Dictyoglomus turgidum is a hyperthermophilic, anaerobic, gram-negative bacterium that shows an array of putative glycoside hydrolases (GHs) encoded by its genome, a feature that makes this microorganism very interesting for biotechnological applications. The aim of this work is the characterization of a hyperthermophilic GH5, Dtur_0671, of D. turgidum, annotated as endoglucanase and herein named DturCelB in agreement to DturCelA, which was previously characterized. The synthetic gene was expressed in Escherichia coli.

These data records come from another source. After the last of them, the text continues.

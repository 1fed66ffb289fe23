use thiserror::Error;

/// Failure talking to the language-detection service.
///
/// Never surfaced to the caller: the router treats it as "no vote this turn"
/// and still routes the utterance through the fallback path.
#[derive(Debug, Error)]
pub enum DetectionError {
    #[error("detection request failed: {0}")]
    Request(#[from] reqwest::Error),
    #[error("detection service returned status {0}")]
    Status(reqwest::StatusCode),
    #[error("malformed detection response: {0}")]
    Malformed(String),
}

/// Failure talking to a transcription backend.
///
/// Recovered locally by a single retry against the sibling adapter; if both
/// fail, the router returns an empty transcript instead of an error.
#[derive(Debug, Error)]
pub enum ProviderError {
    #[error("transcription request failed: {0}")]
    Request(#[from] reqwest::Error),
    #[error("transcription service returned status {0}")]
    Status(reqwest::StatusCode),
    #[error("malformed transcription response: {0}")]
    Malformed(String),
}
use std::collections::HashSet;
use std::sync::{Arc, OnceLock};
use std::time::Duration;

use async_trait::async_trait;
use serde::Deserialize;
use tracing::{debug, info};

use crate::audio::NormalizedAudio;
use crate::error::DetectionError;

/// One per-utterance language classification.
#[derive(Debug, Clone)]
pub struct DetectionVote {
    pub language: String,
    pub confidence: f64,
    /// Whether the language belongs to the curated regional set.
    pub is_regional: bool,
}

/// Capability interface for per-utterance language identification.
#[async_trait]
pub trait LanguageDetector: Send + Sync {
    async fn detect(&self, audio: &NormalizedAudio) -> Result<DetectionVote, DetectionError>;
}

/// Wire body of the detection service. The `is_indian` field names the
/// service's own regional-set membership flag.
#[derive(Debug, Deserialize)]
struct DetectResponse {
    language: String,
    #[serde(default)]
    confidence: f64,
    #[serde(default)]
    is_indian: bool,
}

/// HTTP language-identification client.
///
/// Posts the utterance WAV to `{base_url}/detect-language` with a bounded
/// timeout shorter than transcription, since detection gates routing and
/// must not stall the turn. The regional classification of the returned
/// language is decided against the set configured at startup; the service's
/// own flag is logged for comparison.
pub struct HttpDetectionClient {
    base_url: String,
    regional_languages: Arc<HashSet<String>>,
    timeout: Duration,
    client: OnceLock<reqwest::Client>,
}

impl HttpDetectionClient {
    pub fn new(
        base_url: impl Into<String>,
        regional_languages: Arc<HashSet<String>>,
        timeout: Duration,
    ) -> Self {
        Self {
            base_url: base_url.into(),
            regional_languages,
            timeout,
            client: OnceLock::new(),
        }
    }

    // Connection pool is created on first use and reused for the rest of the
    // session; dropping the client releases it on every exit path.
    fn client(&self) -> &reqwest::Client {
        self.client.get_or_init(reqwest::Client::new)
    }
}

#[async_trait]
impl LanguageDetector for HttpDetectionClient {
    async fn detect(&self, audio: &NormalizedAudio) -> Result<DetectionVote, DetectionError> {
        let file = reqwest::multipart::Part::bytes(audio.wav_bytes().to_vec())
            .file_name("audio.wav")
            .mime_str("audio/wav")
            .map_err(|e| DetectionError::Malformed(format!("mime: {}", e)))?;
        let form = reqwest::multipart::Form::new().part("file", file);

        debug!(
            duration_secs = audio.duration_secs(),
            "Sending audio for language detection"
        );

        let response = self
            .client()
            .post(format!("{}/detect-language", self.base_url))
            .multipart(form)
            .timeout(self.timeout)
            .send()
            .await?;

        if !response.status().is_success() {
            return Err(DetectionError::Status(response.status()));
        }

        let body = response.text().await?;
        let vote = parse_detect_body(&body, &self.regional_languages)?;

        info!(
            language = %vote.language,
            confidence = vote.confidence,
            is_regional = vote.is_regional,
            "Language detected"
        );
        Ok(vote)
    }
}

/// Parses a detection response body and classifies the language against the
/// configured regional set.
fn parse_detect_body(
    body: &str,
    regional_languages: &HashSet<String>,
) -> Result<DetectionVote, DetectionError> {
    let parsed: DetectResponse =
        serde_json::from_str(body).map_err(|e| DetectionError::Malformed(e.to_string()))?;

    let is_regional = regional_languages.contains(&parsed.language);
    if is_regional != parsed.is_indian {
        debug!(
            language = %parsed.language,
            service_flag = parsed.is_indian,
            "Detection service regional flag disagrees with configured set"
        );
    }

    Ok(DetectionVote {
        language: parsed.language,
        confidence: parsed.confidence,
        is_regional,
    })
}

#[cfg(test)]
mod tests {
    use super::*;

    fn regional_set() -> HashSet<String> {
        ["hi", "kn", "ta"].iter().map(|s| s.to_string()).collect()
    }

    #[test]
    fn test_parse_detect_body_regional() {
        let body = r#"{"language": "kn", "confidence": 0.92, "is_indian": true}"#;
        let vote = parse_detect_body(body, &regional_set()).unwrap();
        assert_eq!(vote.language, "kn");
        assert!((vote.confidence - 0.92).abs() < 1e-9);
        assert!(vote.is_regional);
    }

    #[test]
    fn test_parse_detect_body_general() {
        let body = r#"{"language": "en", "confidence": 0.7, "is_indian": false}"#;
        let vote = parse_detect_body(body, &regional_set()).unwrap();
        assert_eq!(vote.language, "en");
        assert!(!vote.is_regional);
    }

    #[test]
    fn test_configured_set_overrides_service_flag() {
        // The service claims "de" is regional; the configured set decides.
        let body = r#"{"language": "de", "confidence": 0.5, "is_indian": true}"#;
        let vote = parse_detect_body(body, &regional_set()).unwrap();
        assert!(!vote.is_regional);
    }

    #[test]
    fn test_parse_detect_body_missing_optional_fields() {
        let body = r#"{"language": "hi"}"#;
        let vote = parse_detect_body(body, &regional_set()).unwrap();
        assert_eq!(vote.language, "hi");
        assert_eq!(vote.confidence, 0.0);
        assert!(vote.is_regional);
    }

    #[test]
    fn test_parse_detect_body_malformed() {
        let err = parse_detect_body("not json", &regional_set()).unwrap_err();
        assert!(matches!(err, DetectionError::Malformed(_)));

        let err = parse_detect_body(r#"{"confidence": 0.5}"#, &regional_set()).unwrap_err();
        assert!(matches!(err, DetectionError::Malformed(_)));
    }
}
use std::io::Cursor;

use audioadapter_buffers::direct::InterleavedSlice;
use rubato::{
    Async as AsyncResampler, FixedAsync, Resampler as RubatoResampler,
    SincInterpolationParameters, SincInterpolationType, WindowFunction,
};

/// Canonical sample rate every backend and the detector expect.
pub const TARGET_SAMPLE_RATE: u32 = 16_000;

/// One frame of raw capture audio: interleaved signed 16-bit PCM.
#[derive(Debug, Clone)]
pub struct AudioFrame {
    pub samples: Vec<i16>,
    pub sample_rate: u32,
    pub channels: u16,
}

impl AudioFrame {
    pub fn new(samples: Vec<i16>, sample_rate: u32, channels: u16) -> Self {
        Self {
            samples,
            sample_rate,
            channels,
        }
    }
}

/// Canonical utterance audio: mono 16-bit PCM at 16kHz plus its WAV encoding.
///
/// Immutable once produced. An utterance with zero usable samples is the
/// empty sentinel (`is_empty()`); callers short-circuit on it instead of
/// issuing network calls.
#[derive(Debug, Clone)]
pub struct NormalizedAudio {
    samples: Vec<i16>,
    wav: Vec<u8>,
}

impl NormalizedAudio {
    fn empty() -> Self {
        Self {
            samples: Vec::new(),
            wav: Vec::new(),
        }
    }

    pub fn samples(&self) -> &[i16] {
        &self.samples
    }

    /// WAV payload sent to the detection and transcription services.
    pub fn wav_bytes(&self) -> &[u8] {
        &self.wav
    }

    pub fn is_empty(&self) -> bool {
        self.samples.is_empty()
    }

    pub fn duration_secs(&self) -> f64 {
        self.samples.len() as f64 / TARGET_SAMPLE_RATE as f64
    }
}

/// Normalizes raw frames into mono 16kHz PCM and its WAV encoding.
///
/// Multi-channel frames are down-mixed by integer arithmetic mean across
/// channels. Frames already at 16kHz pass through untouched (no float round
/// trip), so normalizing canonical audio is byte-identical. Consecutive
/// frames sharing a sample rate are resampled as one run.
pub fn normalize(frames: &[AudioFrame]) -> anyhow::Result<NormalizedAudio> {
    // Down-mix each frame, grouping consecutive frames by sample rate.
    let mut runs: Vec<(u32, Vec<i16>)> = Vec::new();
    for frame in frames {
        let mono = downmix(&frame.samples, frame.channels);
        if mono.is_empty() {
            continue;
        }
        match runs.last_mut() {
            Some((rate, samples)) if *rate == frame.sample_rate => samples.extend(mono),
            _ => runs.push((frame.sample_rate, mono)),
        }
    }

    if runs.is_empty() {
        return Ok(NormalizedAudio::empty());
    }

    let mut samples: Vec<i16> = Vec::new();
    for (rate, mono) in runs {
        if rate == TARGET_SAMPLE_RATE {
            samples.extend(mono);
        } else {
            let as_f32: Vec<f32> = mono.iter().map(|&s| s as f32 / 32768.0).collect();
            let resampled = resample_to_16k(&as_f32, rate)?;
            samples.extend(resampled.iter().map(|&s| {
                let clamped = s.clamp(-1.0, 1.0);
                (clamped * 32767.0) as i16
            }));
        }
    }

    if samples.is_empty() {
        return Ok(NormalizedAudio::empty());
    }

    let wav = encode_wav(&samples)?;
    Ok(NormalizedAudio { samples, wav })
}

/// Down-mixes interleaved PCM to mono by arithmetic mean across channels.
///
/// Integer mean is order-independent for equal-weighted channels.
fn downmix(samples: &[i16], channels: u16) -> Vec<i16> {
    if channels <= 1 {
        return samples.to_vec();
    }
    let channels = channels as usize;
    samples
        .chunks_exact(channels)
        .map(|frame| {
            let sum: i32 = frame.iter().map(|&s| s as i32).sum();
            (sum / channels as i32) as i16
        })
        .collect()
}

/// Resamples mono audio from `src_rate` Hz to 16kHz using sinc interpolation.
///
/// The final partial chunk is zero-padded, and one extra silent chunk is
/// processed afterwards to flush the resampler tail so the last window is
/// not dropped. Output is truncated to `len * ratio`, preserving duration to
/// within one output sample.
fn resample_to_16k(audio: &[f32], src_rate: u32) -> anyhow::Result<Vec<f32>> {
    let ratio = TARGET_SAMPLE_RATE as f64 / src_rate as f64;
    let chunk_size = 1024;

    let params = SincInterpolationParameters {
        sinc_len: 256,
        f_cutoff: 0.95,
        interpolation: SincInterpolationType::Linear,
        oversampling_factor: 256,
        window: WindowFunction::BlackmanHarris2,
    };

    let mut resampler = AsyncResampler::<f32>::new_sinc(
        ratio,
        2.0,
        &params,
        chunk_size,
        1, // mono
        FixedAsync::Input,
    )
    .map_err(|e| anyhow::anyhow!("Failed to create resampler: {}", e))?;

    let mut output = Vec::with_capacity((audio.len() as f64 * ratio) as usize + 1024);

    for chunk in audio.chunks(chunk_size) {
        let input = if chunk.len() < chunk_size {
            let mut padded = chunk.to_vec();
            padded.resize(chunk_size, 0.0);
            padded
        } else {
            chunk.to_vec()
        };

        let frames = input.len();
        let input_adapter = InterleavedSlice::new(&input, 1, frames)
            .map_err(|e| anyhow::anyhow!("Input adapter error: {}", e))?;

        let result = resampler
            .process(&input_adapter, 0, None)
            .map_err(|e| anyhow::anyhow!("Resample error: {}", e))?;

        output.extend(result.take_data());
    }

    // Flush: push one silent chunk through so the tail of the last real
    // chunk clears the sinc filter delay.
    let silence = vec![0.0f32; chunk_size];
    let input_adapter = InterleavedSlice::new(&silence, 1, chunk_size)
        .map_err(|e| anyhow::anyhow!("Input adapter error: {}", e))?;
    let result = resampler
        .process(&input_adapter, 0, None)
        .map_err(|e| anyhow::anyhow!("Resample flush error: {}", e))?;
    output.extend(result.take_data());

    // Trim to expected length (remove padding and flush artifacts)
    let expected_len = (audio.len() as f64 * ratio) as usize;
    output.truncate(expected_len);

    Ok(output)
}

/// Encodes mono 16kHz PCM as a minimal WAV container (16-bit little-endian).
fn encode_wav(samples: &[i16]) -> anyhow::Result<Vec<u8>> {
    let spec = hound::WavSpec {
        channels: 1,
        sample_rate: TARGET_SAMPLE_RATE,
        bits_per_sample: 16,
        sample_format: hound::SampleFormat::Int,
    };

    let mut cursor = Cursor::new(Vec::new());
    {
        let mut writer = hound::WavWriter::new(&mut cursor, spec)
            .map_err(|e| anyhow::anyhow!("Failed to create WAV writer: {}", e))?;
        for &sample in samples {
            writer
                .write_sample(sample)
                .map_err(|e| anyhow::anyhow!("Failed to write WAV sample: {}", e))?;
        }
        writer
            .finalize()
            .map_err(|e| anyhow::anyhow!("Failed to finalize WAV: {}", e))?;
    }

    Ok(cursor.into_inner())
}

#[cfg(test)]
mod tests {
    use super::*;

    #[test]
    fn test_empty_input_yields_sentinel() {
        let normalized = normalize(&[]).unwrap();
        assert!(normalized.is_empty());
        assert!(normalized.wav_bytes().is_empty());

        let empty_frame = AudioFrame::new(Vec::new(), 16_000, 1);
        let normalized = normalize(&[empty_frame]).unwrap();
        assert!(normalized.is_empty());
    }

    #[test]
    fn test_mono_16k_passthrough() {
        let samples = vec![100i16, -200, 300, -400, 500];
        let frame = AudioFrame::new(samples.clone(), 16_000, 1);
        let normalized = normalize(&[frame]).unwrap();
        assert_eq!(normalized.samples(), samples.as_slice());
    }

    #[test]
    fn test_normalization_idempotence() {
        let samples = vec![0i16, 1000, -1000, 32767, -32768, 42];
        let first = normalize(&[AudioFrame::new(samples, 16_000, 1)]).unwrap();

        let again = AudioFrame::new(first.samples().to_vec(), 16_000, 1);
        let second = normalize(&[again]).unwrap();

        assert_eq!(first.samples(), second.samples());
        assert_eq!(first.wav_bytes(), second.wav_bytes());
    }

    #[test]
    fn test_stereo_downmix_mean() {
        let frame = AudioFrame::new(vec![10, 20, 30, 40], 16_000, 2);
        let normalized = normalize(&[frame]).unwrap();
        assert_eq!(normalized.samples(), &[15, 35]);
    }

    #[test]
    fn test_downmix_channel_order_independence() {
        let left_right = AudioFrame::new(vec![10, 20, -300, 500], 16_000, 2);
        let right_left = AudioFrame::new(vec![20, 10, 500, -300], 16_000, 2);
        let a = normalize(&[left_right]).unwrap();
        let b = normalize(&[right_left]).unwrap();
        assert_eq!(a.samples(), b.samples());
    }

    #[test]
    fn test_multiple_frames_concatenate() {
        let f1 = AudioFrame::new(vec![1, 2, 3], 16_000, 1);
        let f2 = AudioFrame::new(vec![4, 5], 16_000, 1);
        let normalized = normalize(&[f1, f2]).unwrap();
        assert_eq!(normalized.samples(), &[1, 2, 3, 4, 5]);
    }

    #[test]
    fn test_downsample_preserves_duration() {
        // 0.5s of a 440Hz tone at 48kHz should resample to 0.5s at 16kHz.
        let src_rate = 48_000u32;
        let n = src_rate as usize / 2;
        let samples: Vec<i16> = (0..n)
            .map(|i| {
                let t = i as f32 / src_rate as f32;
                ((t * 440.0 * 2.0 * std::f32::consts::PI).sin() * 8000.0) as i16
            })
            .collect();
        let frame = AudioFrame::new(samples, src_rate, 1);
        let normalized = normalize(&[frame]).unwrap();
        assert_eq!(normalized.samples().len(), 8_000);
        assert!((normalized.duration_secs() - 0.5).abs() < 1.0 / 16_000.0);
    }

    #[test]
    fn test_upsample_preserves_duration() {
        let samples = vec![1000i16; 800]; // 0.1s at 8kHz
        let frame = AudioFrame::new(samples, 8_000, 1);
        let normalized = normalize(&[frame]).unwrap();
        assert_eq!(normalized.samples().len(), 1_600);
    }

    #[test]
    fn test_wav_encoding_layout() {
        let frame = AudioFrame::new(vec![1, 2, 3, 4], 16_000, 1);
        let normalized = normalize(&[frame]).unwrap();
        let wav = normalized.wav_bytes();

        // Standard 44-byte header followed by 2 bytes per sample.
        assert_eq!(wav.len(), 44 + 4 * 2);
        assert_eq!(&wav[0..4], b"RIFF");
        assert_eq!(&wav[8..12], b"WAVE");

        // Re-read through hound to confirm the canonical spec round-trips.
        let reader = hound::WavReader::new(Cursor::new(wav.to_vec())).unwrap();
        let spec = reader.spec();
        assert_eq!(spec.channels, 1);
        assert_eq!(spec.sample_rate, 16_000);
        assert_eq!(spec.bits_per_sample, 16);
        let decoded: Vec<i16> = reader.into_samples::<i16>().map(|s| s.unwrap()).collect();
        assert_eq!(decoded, vec![1, 2, 3, 4]);
    }
}
pub mod http;

use async_trait::async_trait;
use serde::{Deserialize, Serialize};

use crate::audio::NormalizedAudio;
use crate::error::ProviderError;

/// Result of transcribing one utterance.
#[derive(Debug, Clone, Serialize, Deserialize)]
pub struct TranscriptionResult {
    pub language: Option<String>,
    pub text: String,
}

impl TranscriptionResult {
    /// The "nothing heard" outcome: empty text, never an error.
    pub fn empty(language: Option<String>) -> Self {
        Self {
            language,
            text: String::new(),
        }
    }
}

/// Capability interface over one transcription backend.
///
/// The regional and general backends are two configured instances behind
/// this trait; the router only ever depends on the interface.
#[async_trait]
pub trait ProviderAdapter: Send + Sync {
    /// Transcribes one complete normalized utterance.
    async fn transcribe(
        &self,
        audio: &NormalizedAudio,
        language_hint: Option<&str>,
    ) -> Result<TranscriptionResult, ProviderError>;
}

The purified recombinant enzyme is active as a monomer (40 kDa) and CD structural studies showed a conserved α/β structure at different temperatures (25 and 70 °C) and high thermoresistance (Tm of 88 °C). Interestingly, the enzyme showed high endo-β-1,4-mannanase activity vs various mannans, but low endo-β-1,4 glucanase activity towards carboxymethylcellulose. The KM and Vmax of DturCelB were determined for both glucomannan and CMC: they were 4.70 mg/ml and 473.1 μmol/min mg and 1.83 mg/ml and 1.349 μmol/min mg, respectively. Its optimal activity towards temperature and pH resulted to be 70 °C and pH 5.4, respectively. Further characterization highlighted good thermal stability (~ 50% of enzymatic activity after 2 h at 70 °C) and pH stability over a broad range (> 90% of activity after 1 h in buffer, ranging pH 5–9); resistance to chemicals was also observed.